=== SOURCE MATERIAL ===
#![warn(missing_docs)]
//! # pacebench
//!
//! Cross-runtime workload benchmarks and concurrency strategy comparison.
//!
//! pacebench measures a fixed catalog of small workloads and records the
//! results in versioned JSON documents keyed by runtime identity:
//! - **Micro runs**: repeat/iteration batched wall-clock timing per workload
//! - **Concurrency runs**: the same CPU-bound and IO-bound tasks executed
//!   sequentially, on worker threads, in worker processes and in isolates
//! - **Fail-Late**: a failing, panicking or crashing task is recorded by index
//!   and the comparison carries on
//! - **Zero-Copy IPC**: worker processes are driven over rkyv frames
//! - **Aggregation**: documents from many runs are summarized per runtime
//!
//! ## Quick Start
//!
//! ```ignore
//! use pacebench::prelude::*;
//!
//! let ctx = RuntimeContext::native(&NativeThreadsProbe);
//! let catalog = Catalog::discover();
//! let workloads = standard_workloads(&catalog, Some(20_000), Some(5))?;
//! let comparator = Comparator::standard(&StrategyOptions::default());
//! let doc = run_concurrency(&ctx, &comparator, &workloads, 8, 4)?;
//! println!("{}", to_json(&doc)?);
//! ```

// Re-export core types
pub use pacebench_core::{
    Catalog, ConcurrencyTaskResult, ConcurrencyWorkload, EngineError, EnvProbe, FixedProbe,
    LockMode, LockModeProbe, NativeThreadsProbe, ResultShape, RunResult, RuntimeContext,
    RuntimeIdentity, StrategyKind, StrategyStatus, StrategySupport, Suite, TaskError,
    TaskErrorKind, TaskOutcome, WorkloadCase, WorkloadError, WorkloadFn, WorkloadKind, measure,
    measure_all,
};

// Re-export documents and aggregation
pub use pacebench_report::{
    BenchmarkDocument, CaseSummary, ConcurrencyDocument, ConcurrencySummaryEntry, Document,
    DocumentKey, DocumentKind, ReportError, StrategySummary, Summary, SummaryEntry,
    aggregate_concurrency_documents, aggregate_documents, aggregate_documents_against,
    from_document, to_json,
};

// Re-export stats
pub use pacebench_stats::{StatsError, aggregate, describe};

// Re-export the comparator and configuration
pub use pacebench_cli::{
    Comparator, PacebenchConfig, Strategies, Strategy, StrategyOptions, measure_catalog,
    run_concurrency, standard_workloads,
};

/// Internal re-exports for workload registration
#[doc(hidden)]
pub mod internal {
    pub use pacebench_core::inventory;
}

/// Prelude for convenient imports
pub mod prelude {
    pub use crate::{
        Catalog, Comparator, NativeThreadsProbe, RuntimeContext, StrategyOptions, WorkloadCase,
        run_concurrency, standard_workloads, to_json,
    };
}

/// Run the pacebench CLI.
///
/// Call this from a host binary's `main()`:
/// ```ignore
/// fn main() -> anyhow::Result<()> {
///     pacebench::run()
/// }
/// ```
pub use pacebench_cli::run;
===
- **PROBLEM TO SOLVE**:
Your task is to set down all of the entries exactly as they appear.

- **RESPONSE**:
#![warn(missing_docs)]
//! # pacebench
//!
//! Cross-runtime workload benchmarks and concurrency strategy comparison.
//!
//! pacebench measures a fixed catalog of small workloads and records the
//! results in versioned JSON documents keyed by runtime identity:
//! - **Micro runs**: repeat/iteration batched wall-clock timing per workload
//! - **Concurrency runs**: the same CPU-bound and IO-bound tasks executed
//!   sequentially, on worker threads, in worker processes and in isolates
//! - **Fail-Late**: a failing, panicking or crashing task is recorded by index
//!   and the comparison carries on
//! - **Zero-Copy IPC**: worker processes are driven over rkyv frames
//! - **Aggregation**: documents from many runs are summarized per runtime
//!
//! ## Quick Start
//!
//! ```ignore
//! use pacebench::prelude::*;
//!
//! let ctx = RuntimeContext::native(&NativeThreadsProbe);
//! let catalog = Catalog::discover();
//! let workloads = standard_workloads(&catalog, Some(20_000), Some(5))?;
//! let comparator = Comparator::standard(&StrategyOptions::default());
//! let doc = run_concurrency(&ctx, &comparator, &workloads, 8, 4)?;
//! println!("{}", to_json(&doc)?);
//! ```

// Re-export core types
pub use pacebench_core::{
    Catalog, ConcurrencyTaskResult, ConcurrencyWorkload, EngineError, EnvProbe, FixedProbe,
    LockMode, LockModeProbe, NativeThreadsProbe, ResultShape, RunResult, RuntimeContext,
    RuntimeIdentity, StrategyKind, StrategyStatus, StrategySupport, Suite, TaskError,
    TaskErrorKind, TaskOutcome, WorkloadCase, WorkloadError, WorkloadFn, WorkloadKind, measure,
    measure_all,
};

// Re-export documents and aggregation
pub use pacebench_report::{
    BenchmarkDocument, CaseSummary, ConcurrencyDocument, ConcurrencySummaryEntry, Document,
    DocumentKey, DocumentKind, ReportError, StrategySummary, Summary, SummaryEntry,
    aggregate_concurrency_documents, aggregate_documents, aggregate_documents_against,
    from_document, to_json,
};

// Re-export stats
pub use pacebench_stats::{StatsError, aggregate, describe};

// Re-export the comparator and configuration
pub use pacebench_cli::{
    Comparator, PacebenchConfig, Strategies, Strategy, StrategyOptions, measure_catalog,
    run_concurrency, standard_workloads,
};

/// Internal re-exports for workload registration
#[doc(hidden)]
pub mod internal {
    pub use pacebench_core::inventory;
}

/// Prelude for convenient imports
pub mod prelude {
    pub use crate::{
        Catalog, Comparator, NativeThreadsProbe, RuntimeContext, StrategyOptions, WorkloadCase,
        run_concurrency, standard_workloads, to_json,
    };
}

/// Run the pacebench CLI.
///
/// Call this from a host binary's `main()`:
/// ```ignore
/// fn main() -> anyhow::Result<()> {
///     pacebench::run()
/// }
/// ```
pub use pacebench_cli::run;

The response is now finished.